Earth: Need and Hunger Parts 1 and 2

(Please find two videos embedded below the excerpt.)

 

Excerpt from “Earth: Need and Hunger”

 

[featured-img]

“As time goes on, [there] comes the final phase of adulthood of the Earth Element, which is the discover that I have need that nobody else around me seems to have, so I can’t just pitch in in what’s already going on and join the community agriculture thing and figure I’ll do my weeding and get my cucumbers — I actually have needs that are my needs that nobody else seems to even understand around here. I’m going to have to start farming a crop nobody else around me has even heard of, in order to be nourished, and once I start farming this crop, for my needs, for my thriving, that nobody else has ever heard of — I cultivate this ability, I cultivate this crop — next thing you know, I have something to share with the community, and something to trade that’s completely unique, something to offer, a foundation for generosity in my community that started out with hunger. It starts with need, and ends up with something I have to give. So it’s worth knowing your needs, going through the cycle of crying out, asking for, reaching for, creating, pitching in, farming, and plotting and scheming, ‘How am I going to get — what do I need? What’s missing? What is it?

What do I hunger for, and how do I create that, so that I will be fully fed, and able to feed, in a way that no one else has yet been able to feed this community?’ So that’s a healthy Earth cycle. Love your needs. Listen to them.

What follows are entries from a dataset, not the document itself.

//! Modbus RTU framing and the HTTP transport to the inverter simulator.

pub mod adapter;
pub mod crc;
pub mod frame;

pub use adapter::{AdapterStats, ProtocolAdapter};
pub use frame::DecodedValues;
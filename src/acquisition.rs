//! One poll of the inverter: selection in, timestamped sample out.

use log::warn;

use crate::error::Result;
use crate::net::NetIo;
use crate::protocol::ProtocolAdapter;
use crate::registers::{MAX_SELECTION, RegisterId, RegisterSelection};

/// Raw register values read in one poll, parallel to `selection`.
#[derive(Debug, Clone, PartialEq, Eq)]
pub struct Sample {
    pub timestamp_ms: u64,
    pub selection: RegisterSelection,
    pub values: heapless::Vec<u16, MAX_SELECTION>,
}

impl Sample {
    /// `(register, value)` pairs in selection order.
    pub fn pairs(&self) -> impl Iterator<Item = (RegisterId, u16)> + '_ {
        self.selection.iter().zip(self.values.iter().copied())
    }
}

#[derive(Debug, Default, Clone, Copy, PartialEq, Eq)]
pub struct AcquisitionStats {
    pub polls: u32,
    pub samples: u32,
    pub failures: u32,
}

/// Polls the inverter through the protocol adapter.
pub struct Acquisition {
    adapter: ProtocolAdapter,
    slave: u8,
    stats: AcquisitionStats,
}

impl Acquisition {
    pub fn new(adapter: ProtocolAdapter, slave: u8) -> Self {
        Self {
            adapter,
            slave,
            stats: AcquisitionStats::default(),
        }
    }

    /// Read every register in `selection`.  A failure after all retries is
    /// returned as-is; callers drop the sample and carry on.
    pub fn poll(&mut self, net: &mut NetIo<'_>, selection: &RegisterSelection) -> Result<Sample> {
        self.stats.polls += 1;
        match self.adapter.read_registers(net, self.slave, selection) {
            Ok(decoded) => {
                self.stats.samples += 1;
                Ok(Sample {
                    timestamp_ms: net.clock.now_ms(),
                    selection: selection.clone(),
                    values: decoded.values,
                })
            }
            Err(fault) => {
                self.stats.failures += 1;
                warn!("Acquisition: poll failed ({}), sample dropped", fault);
                Err(fault)
            }
        }
    }

    /// Write one register through the same adapter (command path).
    pub fn write_register(&mut self, net: &mut NetIo<'_>, address: u16, value: u16) -> Result<()> {
        self.adapter.write_register(net, self.slave, address, value)
    }

    pub fn stats(&self) -> AcquisitionStats {
        self.stats
    }

    pub fn adapter_stats(&self) -> crate::protocol::AdapterStats {
        self.adapter.stats()
    }
}
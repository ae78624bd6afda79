//! CPU power modes.
//!
//! The radio needs the core clock at or above [`WIFI_SAFE_MIN_MHZ`]; every
//! mode is clamped to that floor before it reaches the platform.  Switching
//! to the mode already in force is a no-op, so tasks may call
//! [`PowerManager::set_mode`] on every iteration.

use log::{info, warn};
use serde::Serialize;

use crate::app::ports::{PlatformError, PlatformPort};

/// Lowest CPU frequency at which the WiFi stack stays associated.
pub const WIFI_SAFE_MIN_MHZ: u32 = 160;

#[derive(Debug, Clone, Copy, PartialEq, Eq, Serialize)]
#[serde(rename_all = "snake_case")]
pub enum PowerMode {
    Performance,
    Normal,
    Eco,
}

impl PowerMode {
    /// Requested frequency before the WiFi floor is applied.
    pub const fn requested_mhz(self) -> u32 {
        match self {
            Self::Performance => 240,
            Self::Normal => 160,
            Self::Eco => 80,
        }
    }

    pub const fn effective_mhz(self) -> u32 {
        let mhz = self.requested_mhz();
        if mhz < WIFI_SAFE_MIN_MHZ {
            WIFI_SAFE_MIN_MHZ
        } else {
            mhz
        }
    }
}

#[derive(Debug, Clone, Copy, PartialEq, Eq, Serialize)]
pub struct PowerStats {
    pub mode: PowerMode,
    pub cpu_mhz: u32,
    pub mode_changes: u32,
    pub failed_changes: u32,
    /// Requests that asked for less than the WiFi floor.
    pub clamped_requests: u32,
}

pub struct PowerManager {
    mode: Option<PowerMode>,
    cpu_mhz: u32,
    mode_changes: u32,
    failed_changes: u32,
    clamped_requests: u32,
}

impl PowerManager {
    pub fn new() -> Self {
        Self {
            mode: None,
            cpu_mhz: 0,
            mode_changes: 0,
            failed_changes: 0,
            clamped_requests: 0,
        }
    }

    /// Apply `mode`.  Idempotent: repeating the current mode touches nothing.
    pub fn set_mode(
        &mut self,
        platform: &mut dyn PlatformPort,
        mode: PowerMode,
    ) -> Result<(), PlatformError> {
        if self.mode == Some(mode) {
            return Ok(());
        }
        let mhz = mode.effective_mhz();
        if mhz != mode.requested_mhz() {
            self.clamped_requests += 1;
        }
        match platform.set_cpu_frequency_mhz(mhz) {
            Ok(()) => {
                info!("Power: {:?} mode, CPU at {} MHz", mode, mhz);
                self.mode = Some(mode);
                self.cpu_mhz = mhz;
                self.mode_changes += 1;
                Ok(())
            }
            Err(e) => {
                warn!("Power: switch to {:?} rejected ({:?})", mode, e);
                self.failed_changes += 1;
                Err(e)
            }
        }
    }

    pub fn mode(&self) -> Option<PowerMode> {
        self.mode
    }

    pub fn stats(&self) -> PowerStats {
        PowerStats {
            mode: self.mode.unwrap_or(PowerMode::Normal),
            cpu_mhz: self.cpu_mhz,
            mode_changes: self.mode_changes,
            failed_changes: self.failed_changes,
            clamped_requests: self.clamped_requests,
        }
    }

    /// Zero the counters; the current mode stays in force.
    pub fn reset_stats(&mut self) {
        self.mode_changes = 0;
        self.failed_changes = 0;
        self.clamped_requests = 0;
    }
}

impl Default for PowerManager {
    fn default() -> Self {
        Self::new()
    }
}

#[cfg(test)]
mod tests {
    use super::*;

    #[derive(Default)]
    struct FakePlatform {
        sets: Vec<u32>,
        reject: bool,
    }

    impl PlatformPort for FakePlatform {
        fn free_heap(&self) -> u32 {
            100_000
        }
        fn set_cpu_frequency_mhz(&mut self, mhz: u32) -> Result<(), PlatformError> {
            if self.reject {
                return Err(PlatformError::Rejected);
            }
            self.sets.push(mhz);
            Ok(())
        }
        fn restart(&mut self) {}
    }

    #[test]
    fn eco_is_held_at_wifi_floor() {
        let mut platform = FakePlatform::default();
        let mut pm = PowerManager::new();
        pm.set_mode(&mut platform, PowerMode::Eco).unwrap();
        assert_eq!(platform.sets, vec![WIFI_SAFE_MIN_MHZ]);
        assert_eq!(pm.stats().clamped_requests, 1);
    }

    #[test]
    fn repeated_mode_is_idempotent() {
        let mut platform = FakePlatform::default();
        let mut pm = PowerManager::new();
        pm.set_mode(&mut platform, PowerMode::Normal).unwrap();
        pm.set_mode(&mut platform, PowerMode::Normal).unwrap();
        pm.set_mode(&mut platform, PowerMode::Performance).unwrap();
        assert_eq!(platform.sets, vec![160, 240]);
        assert_eq!(pm.stats().mode_changes, 2);
        assert_eq!(pm.stats().cpu_mhz, 240);
    }

    #[test]
    fn rejected_switch_keeps_previous_mode() {
        let mut platform = FakePlatform::default();
        let mut pm = PowerManager::new();
        pm.set_mode(&mut platform, PowerMode::Normal).unwrap();
        platform.reject = true;
        assert!(pm.set_mode(&mut platform, PowerMode::Performance).is_err());
        assert_eq!(pm.mode(), Some(PowerMode::Normal));
        assert_eq!(pm.stats().failed_changes, 1);

        pm.reset_stats();
        assert_eq!(pm.stats().mode_changes, 0);
        assert_eq!(pm.mode(), Some(PowerMode::Normal));
    }
}
//! Dictionary + bitmask codec (tag `0xD0`).
//!
//! Distinct sample rows become dictionary patterns in order of first
//! appearance; each sample is then stored as a `⌈log2(patterns)⌉`-bit index.
//!
//! `[0xD0][samples u8][patterns u8][pattern rows, f32 LE per register][indices]`

use crate::error::{Fault, Result};

use super::bits::{BitReader, BitWriter, index_bits};
use super::TAG_DICTIONARY;

const HEADER_LEN: usize = 3;

/// Encode, or `None` when the layout cannot hold the batch or would not
/// beat the raw size.
pub fn encode(values: &[u16], register_count: usize) -> Option<Vec<u8>> {
    if register_count == 0 || values.is_empty() || values.len() % register_count != 0 {
        return None;
    }
    let samples = values.len() / register_count;
    if samples > usize::from(u8::MAX) {
        return None;
    }

    let mut patterns: Vec<&[u16]> = Vec::new();
    let mut indices = Vec::with_capacity(samples);
    for row in values.chunks_exact(register_count) {
        let idx = match patterns.iter().position(|p| *p == row) {
            Some(i) => i,
            None => {
                if patterns.len() == usize::from(u8::MAX) {
                    return None;
                }
                patterns.push(row);
                patterns.len() - 1
            }
        };
        indices.push(idx);
    }

    let bits = index_bits(patterns.len());
    let size = HEADER_LEN
        + patterns.len() * register_count * 4
        + (samples * usize::from(bits)).div_ceil(8);
    if size >= values.len() * 2 {
        return None;
    }

    let mut out = Vec::with_capacity(size);
    out.push(TAG_DICTIONARY);
    out.push(samples as u8);
    out.push(patterns.len() as u8);
    for pattern in &patterns {
        for &v in *pattern {
            out.extend_from_slice(&f32::from(v).to_le_bytes());
        }
    }
    let mut writer = BitWriter::new();
    for idx in indices {
        writer.write(idx as u32, bits);
    }
    out.extend_from_slice(&writer.finish());
    Some(out)
}

fn pattern_value(raw: [u8; 4]) -> Result<u16> {
    let v = f32::from_le_bytes(raw);
    if v.fract() != 0.0 || !(0.0..=65535.0).contains(&v) {
        return Err(Fault::CompressionFailure);
    }
    Ok(v as u16)
}

pub fn decode(bytes: &[u8], register_count: usize) -> Result<Vec<u16>> {
    if bytes.len() < HEADER_LEN || bytes[0] != TAG_DICTIONARY || register_count == 0 {
        return Err(Fault::CompressionFailure);
    }
    let samples = usize::from(bytes[1]);
    let num_patterns = usize::from(bytes[2]);
    if num_patterns == 0 {
        return Err(Fault::CompressionFailure);
    }
    let table_len = num_patterns * register_count * 4;
    let table = bytes
        .get(HEADER_LEN..HEADER_LEN + table_len)
        .ok_or(Fault::CompressionFailure)?;
    let patterns = table
        .chunks_exact(4)
        .map(|c| pattern_value([c[0], c[1], c[2], c[3]]))
        .collect::<Result<Vec<u16>>>()?;

    let bits = index_bits(num_patterns);
    let mut reader = BitReader::new(&bytes[HEADER_LEN + table_len..]);
    let mut out = Vec::with_capacity(samples * register_count);
    for _ in 0..samples {
        let idx = reader.read(bits).ok_or(Fault::CompressionFailure)? as usize;
        if idx >= num_patterns {
            return Err(Fault::CompressionFailure);
        }
        out.extend_from_slice(&patterns[idx * register_count..(idx + 1) * register_count]);
    }
    Ok(out)
}
//! Fuzz target: `SecurityEnvelope::unsecure`
//!
//! Arbitrary text posing as a secured message must be rejected without
//! panicking, and a rejected message must never advance the replay window.
//!
//! cargo fuzz run fuzz_envelope

#![no_main]

use ecowatt::adapters::nvs::NvsAdapter;
use ecowatt::security::SecurityEnvelope;
use libfuzzer_sys::fuzz_target;

const PSK: &str = "000102030405060708090a0b0c0d0e0f101112131415161718191a1b1c1d1e1f";

fuzz_target!(|data: &[u8]| {
    let Ok(text) = core::str::from_utf8(data) else {
        return;
    };
    let Ok(mut store) = NvsAdapter::new() else {
        return;
    };
    let mut envelope = SecurityEnvelope::load(&store);
    if envelope.provision_psk(&mut store, PSK).is_err() {
        return;
    }

    if envelope.unsecure(&mut store, text).is_err() {
        assert_eq!(envelope.last_valid_nonce(), 0);
    }
});
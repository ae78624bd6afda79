//! Security envelope: persistent nonce, HMAC-SHA256 tag, optional AES-CBC.
//!
//! A secured message is
//!
//! ```json
//! {"nonce": 2, "encrypted": false, "payload": "<base64>", "mac": "<hex>"}
//! ```
//!
//! where `mac = HMAC-SHA256(psk, "{nonce}:{payload}")` over the base64 text.
//! The nonce is incremented and persisted before every message, so the
//! sequence stays strictly monotonic across reboots.  Inbound messages must
//! carry a nonce above the last accepted one and, once a nonce has been
//! accepted, no more than [`REPLAY_WINDOW`] ahead of it.
//!
//! Crypto is handled by `hmac-sha256` (constant-time verification) and the
//! RustCrypto `aes` + `cbc` crates, identical on ESP-IDF and host targets.

use aes::cipher::block_padding::Pkcs7;
use aes::cipher::{BlockDecryptMut, BlockEncryptMut, KeyIvInit};
use base64::Engine as _;
use base64::engine::general_purpose::STANDARD;
use log::{info, warn};
use serde::{Deserialize, Serialize};

use crate::app::ports::{StoragePort, TypedStorage};
use crate::error::{Fault, Result};

pub const NAMESPACE: &str = "security";
const KEY_PSK: &str = "psk";
const KEY_NONCE: &str = "nonce";
const KEY_LAST_NONCE: &str = "last_nonce";

pub const PSK_LEN: usize = 32;
/// Forward tolerance for out-of-order inbound nonces.
pub const REPLAY_WINDOW: u32 = 10;

const IV_LEN: usize = 16;

type Aes256CbcEnc = cbc::Encryptor<aes::Aes256>;
type Aes256CbcDec = cbc::Decryptor<aes::Aes256>;

/// Wire shape of a secured message.  Field order is the emitted order.
#[derive(Debug, Clone, PartialEq, Eq, Serialize, Deserialize)]
pub struct SecuredMessage {
    pub nonce: u32,
    pub encrypted: bool,
    pub payload: String,
    pub mac: String,
}

/// Reversible payload transformation applied before the MAC when
/// `encrypted` is requested.
pub trait PayloadCipher {
    fn encrypt(&self, key: &[u8; PSK_LEN], plain: &[u8]) -> Result<Vec<u8>>;
    fn decrypt(&self, key: &[u8; PSK_LEN], data: &[u8]) -> Result<Vec<u8>>;
}

/// AES-256-CBC with PKCS#7 padding.  A fresh random IV is prepended to the
/// ciphertext.
#[derive(Debug, Default, Clone, Copy)]
pub struct AesCbcCipher;

impl PayloadCipher for AesCbcCipher {
    fn encrypt(&self, key: &[u8; PSK_LEN], plain: &[u8]) -> Result<Vec<u8>> {
        let iv = fill_random_iv();
        let enc = Aes256CbcEnc::new_from_slices(key, &iv).map_err(|_| Fault::SecurityKeyMissing)?;
        let mut out = iv.to_vec();
        out.extend_from_slice(&enc.encrypt_padded_vec_mut::<Pkcs7>(plain));
        Ok(out)
    }

    fn decrypt(&self, key: &[u8; PSK_LEN], data: &[u8]) -> Result<Vec<u8>> {
        if data.len() < IV_LEN * 2 || data.len() % IV_LEN != 0 {
            return Err(Fault::SecurityMacMismatch);
        }
        let (iv, ct) = data.split_at(IV_LEN);
        let dec = Aes256CbcDec::new_from_slices(key, iv).map_err(|_| Fault::SecurityKeyMissing)?;
        dec.decrypt_padded_vec_mut::<Pkcs7>(ct)
            .map_err(|_| Fault::SecurityMacMismatch)
    }
}

#[derive(Debug, Default, Clone, Copy, PartialEq, Eq)]
pub struct EnvelopeStats {
    pub secured: u32,
    pub accepted: u32,
    pub mac_failures: u32,
    pub replays: u32,
}

/// Parse a provisioned key: 64 hex characters or 32 raw bytes.
pub fn parse_psk(raw: &[u8]) -> Option<[u8; PSK_LEN]> {
    if raw.len() == PSK_LEN * 2 {
        let text = core::str::from_utf8(raw).ok()?;
        let mut key = [0u8; PSK_LEN];
        hex::decode_to_slice(text.trim(), &mut key).ok()?;
        return Some(key);
    }
    raw.try_into().ok()
}

fn mac_input(nonce: u32, payload: &str) -> String {
    format!("{nonce}:{payload}")
}

/// Owner of the nonce sequence and the pre-shared key.
pub struct SecurityEnvelope<C: PayloadCipher = AesCbcCipher> {
    psk: Option<[u8; PSK_LEN]>,
    nonce: u32,
    last_valid_nonce: u32,
    cipher: C,
    stats: EnvelopeStats,
}

impl SecurityEnvelope<AesCbcCipher> {
    /// Load key and counters from the `security` namespace.
    pub fn load(storage: &dyn StoragePort) -> Self {
        Self::load_with_cipher(storage, AesCbcCipher)
    }
}

impl<C: PayloadCipher> SecurityEnvelope<C> {
    pub fn load_with_cipher(storage: &dyn StoragePort, cipher: C) -> Self {
        let mut buf = [0u8; PSK_LEN * 2];
        let psk = storage
            .read(NAMESPACE, KEY_PSK, &mut buf)
            .ok()
            .and_then(|len| parse_psk(&buf[..len]));
        if psk.is_none() {
            warn!("Security: no pre-shared key provisioned, envelope will fail closed");
        }
        let nonce = storage.get_u32(NAMESPACE, KEY_NONCE).unwrap_or(0);
        let last_valid_nonce = storage.get_u32(NAMESPACE, KEY_LAST_NONCE).unwrap_or(0);
        info!(
            "Security: loaded (nonce={}, last_valid={})",
            nonce, last_valid_nonce
        );
        Self {
            psk,
            nonce,
            last_valid_nonce,
            cipher,
            stats: EnvelopeStats::default(),
        }
    }

    /// Store a hex-encoded key and start using it.
    pub fn provision_psk(&mut self, storage: &mut dyn StoragePort, hex_key: &str) -> Result<()> {
        let key = parse_psk(hex_key.trim().as_bytes()).ok_or(Fault::SecurityKeyMissing)?;
        storage.write(NAMESPACE, KEY_PSK, hex_key.trim().as_bytes())?;
        self.psk = Some(key);
        info!("Security: pre-shared key provisioned");
        Ok(())
    }

    pub fn has_key(&self) -> bool {
        self.psk.is_some()
    }

    pub fn nonce(&self) -> u32 {
        self.nonce
    }

    pub fn last_valid_nonce(&self) -> u32 {
        self.last_valid_nonce
    }

    pub fn stats(&self) -> EnvelopeStats {
        self.stats
    }

    /// Wrap `payload` into a secured message and return its JSON text.
    pub fn secure(
        &mut self,
        storage: &mut dyn StoragePort,
        payload: &[u8],
        encrypted: bool,
    ) -> Result<String> {
        let psk = self.psk.ok_or(Fault::SecurityKeyMissing)?;
        let nonce = self.nonce.checked_add(1).ok_or(Fault::SecurityReplay)?;
        storage.put_u32(NAMESPACE, KEY_NONCE, nonce)?;
        self.nonce = nonce;

        let body = if encrypted {
            STANDARD.encode(self.cipher.encrypt(&psk, payload)?)
        } else {
            STANDARD.encode(payload)
        };
        let tag = hmac_sha256::HMAC::mac(mac_input(nonce, &body).as_bytes(), psk);
        let message = SecuredMessage {
            nonce,
            encrypted,
            payload: body,
            mac: hex::encode(tag),
        };
        self.stats.secured += 1;
        serde_json::to_string(&message).map_err(|_| Fault::UploadFailure)
    }

    /// Verify and unwrap a secured message.
    pub fn unsecure(&mut self, storage: &mut dyn StoragePort, text: &str) -> Result<Vec<u8>> {
        let psk = self.psk.ok_or(Fault::SecurityKeyMissing)?;
        let message: SecuredMessage =
            serde_json::from_str(text).map_err(|_| Fault::ConfigParseError)?;

        let mut tag = [0u8; 32];
        let tag_ok = hex::decode_to_slice(&message.mac, &mut tag).is_ok()
            && hmac_sha256::HMAC::verify(
                mac_input(message.nonce, &message.payload).as_bytes(),
                psk,
                &tag,
            );
        if !tag_ok {
            self.stats.mac_failures += 1;
            warn!("Security: MAC verification failed (nonce={})", message.nonce);
            return Err(Fault::SecurityMacMismatch);
        }

        let too_far = self.last_valid_nonce > 0
            && message.nonce > self.last_valid_nonce.saturating_add(REPLAY_WINDOW);
        if message.nonce <= self.last_valid_nonce || too_far {
            self.stats.replays += 1;
            warn!(
                "Security: nonce {} rejected (last valid {})",
                message.nonce, self.last_valid_nonce
            );
            return Err(Fault::SecurityReplay);
        }

        let raw = STANDARD
            .decode(message.payload.as_bytes())
            .map_err(|_| Fault::ConfigParseError)?;
        let payload = if message.encrypted {
            self.cipher.decrypt(&psk, &raw)?
        } else {
            raw
        };

        storage.put_u32(NAMESPACE, KEY_LAST_NONCE, message.nonce)?;
        self.last_valid_nonce = message.nonce;
        self.stats.accepted += 1;
        Ok(payload)
    }
}

// ── Platform-specific IV generation ──────────────────────────

/// ESP-IDF: hardware RNG via `esp_fill_random`.
#[cfg(target_os = "espidf")]
fn fill_random_iv() -> [u8; IV_LEN] {
    let mut buf = [0u8; IV_LEN];
    // SAFETY: esp_fill_random writes `len` bytes into a valid, exclusively
    // owned buffer.
    unsafe {
        esp_idf_sys::esp_fill_random(buf.as_mut_ptr().cast(), buf.len());
    }
    buf
}

/// Simulation: `RandomState` entropy, not cryptographic.
#[cfg(not(target_os = "espidf"))]
fn fill_random_iv() -> [u8; IV_LEN] {
    use std::collections::hash_map::RandomState;
    use std::hash::{BuildHasher, Hasher};

    let mut buf = [0u8; IV_LEN];
    for chunk in buf.chunks_mut(8) {
        let val = RandomState::new().build_hasher().finish().to_le_bytes();
        chunk.copy_from_slice(&val[..chunk.len()]);
    }
    buf
}

#[cfg(test)]
mod tests {
    use super::*;
    use crate::adapters::nvs::NvsAdapter;

    fn psk_hex() -> String {
        (0u8..32).map(|b| format!("{b:02x}")).collect()
    }

    fn provisioned(nonce: u32) -> (SecurityEnvelope, NvsAdapter) {
        let mut nvs = NvsAdapter::new().unwrap();
        nvs.write(NAMESPACE, KEY_PSK, psk_hex().as_bytes()).unwrap();
        nvs.put_u32(NAMESPACE, KEY_NONCE, nonce).unwrap();
        (SecurityEnvelope::load(&nvs), nvs)
    }

    #[test]
    fn secure_matches_reference_mac() {
        let (mut env, mut nvs) = provisioned(1);
        let text = env.secure(&mut nvs, br#"{"x":1}"#, false).unwrap();
        assert_eq!(
            text,
            concat!(
                r#"{"nonce":2,"encrypted":false,"payload":"eyJ4IjoxfQ==","mac":""#,
                "63b81ea93e1c1889c83405bb7ee26c608a489c33adc486eecc30a54e0be57934",
                r#""}"#
            )
        );
        let second: SecuredMessage =
            serde_json::from_str(&env.secure(&mut nvs, br#"{"x":1}"#, false).unwrap()).unwrap();
        assert_eq!(second.nonce, 3);
        assert_eq!(
            second.mac,
            "d34378df7ca310fde4439ccf9f83b0c446a59dd5f3b9e2e598ef1f86907b3dc9"
        );
        assert_eq!(nvs.get_u32(NAMESPACE, KEY_NONCE), Some(3));
    }

    #[test]
    fn nonce_survives_reload() {
        let (mut env, mut nvs) = provisioned(41);
        env.secure(&mut nvs, b"a", false).unwrap();
        let reloaded = SecurityEnvelope::load(&nvs);
        assert_eq!(reloaded.nonce(), 42);
    }

    #[test]
    fn missing_key_fails_closed() {
        let mut nvs = NvsAdapter::new().unwrap();
        let mut env = SecurityEnvelope::load(&nvs);
        assert_eq!(env.secure(&mut nvs, b"a", false), Err(Fault::SecurityKeyMissing));
    }

    #[test]
    fn round_trip_and_replay_rejection() {
        let (mut env, mut nvs) = provisioned(0);
        let msg = env.secure(&mut nvs, b"hello", false).unwrap();
        assert_eq!(env.unsecure(&mut nvs, &msg).unwrap(), b"hello");
        assert_eq!(env.unsecure(&mut nvs, &msg), Err(Fault::SecurityReplay));
        assert_eq!(env.stats().replays, 1);
    }

    #[test]
    fn forward_window_is_enforced() {
        let (mut env, mut nvs) = provisioned(0);
        let first = env.secure(&mut nvs, b"1", false).unwrap();
        env.unsecure(&mut nvs, &first).unwrap();
        for _ in 0..REPLAY_WINDOW {
            env.secure(&mut nvs, b"skip", false).unwrap();
        }
        let far = env.secure(&mut nvs, b"far", false).unwrap();
        assert_eq!(env.unsecure(&mut nvs, &far), Err(Fault::SecurityReplay));
    }

    #[test]
    fn tampered_payload_fails_mac() {
        let (mut env, mut nvs) = provisioned(0);
        let msg = env.secure(&mut nvs, b"hello", false).unwrap();
        let tampered = msg.replace("aGVsbG8=", "aGVsbG9=");
        assert_eq!(env.unsecure(&mut nvs, &tampered), Err(Fault::SecurityMacMismatch));
    }

    #[test]
    fn encrypted_payload_round_trips() {
        let (mut env, mut nvs) = provisioned(0);
        let msg = env.secure(&mut nvs, b"secret reading", true).unwrap();
        let parsed: SecuredMessage = serde_json::from_str(&msg).unwrap();
        assert!(parsed.encrypted);
        assert_ne!(STANDARD.decode(&parsed.payload).unwrap(), b"secret reading");
        assert_eq!(env.unsecure(&mut nvs, &msg).unwrap(), b"secret reading");
    }

    #[test]
    fn psk_accepts_hex_or_raw() {
        assert_eq!(parse_psk(psk_hex().as_bytes()).unwrap()[31], 31);
        assert_eq!(parse_psk(&[7u8; 32]), Some([7u8; 32]));
        assert_eq!(parse_psk(b"short"), None);
    }
}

In health, hunger comes from need. In health, hunger is the natural consequence, the crying forth of a need. Yeah. Crazy things can go on. There are certainly situations where we have hungers that are absolutely not rooted in a need, and that — drug addiction being a really clear example of that, for instance, or binge eating. One can have tremendous hunger, and it’s not connected, at least not directly connected to — generally speaking, and this is a great lead-in to the formula I’m going to teach, if there’s hunger, there’s need, but there sometimes can be a disconnect and confusion about what the need really is, and what the hunger is really for, and, as the great sage Bono, of U2, said, ‘You can never get enough of what you don’t really need.’

So there is a tremendous insatiability that can come up when hunger and need are not centered. Centeredness, the great virtue, otherwise known as ecology, is that ability to know what I need! What do I need? One of the biggest problems we have in our culture is, people are trying real hard not to have needs, have a lot of shame around having needs, considered a form of weakness to have needs, and so are really trying not to. ‘I don’t want to think about it. Having needs is inconvenient.’ And so that whole center gets shut down. ‘I don’t think about what I need. Nevermind what I need.’ Full thriving, becoming fruitful, having enough compost, sun, and rain to be able to actually bear fruit and feed the whole community? ‘Oh, but that means I have to ask for a little more rain, a little more fertilizer.’

So having needs is a tremendous and important thing, but when we’re in a climate of trying to deny that we even have them, it’s really hard to figure out what they are, but when we don’t know what our needs are, they don’t go away. They usually sneak out sideways, into various compulsions and unnatural appetites.”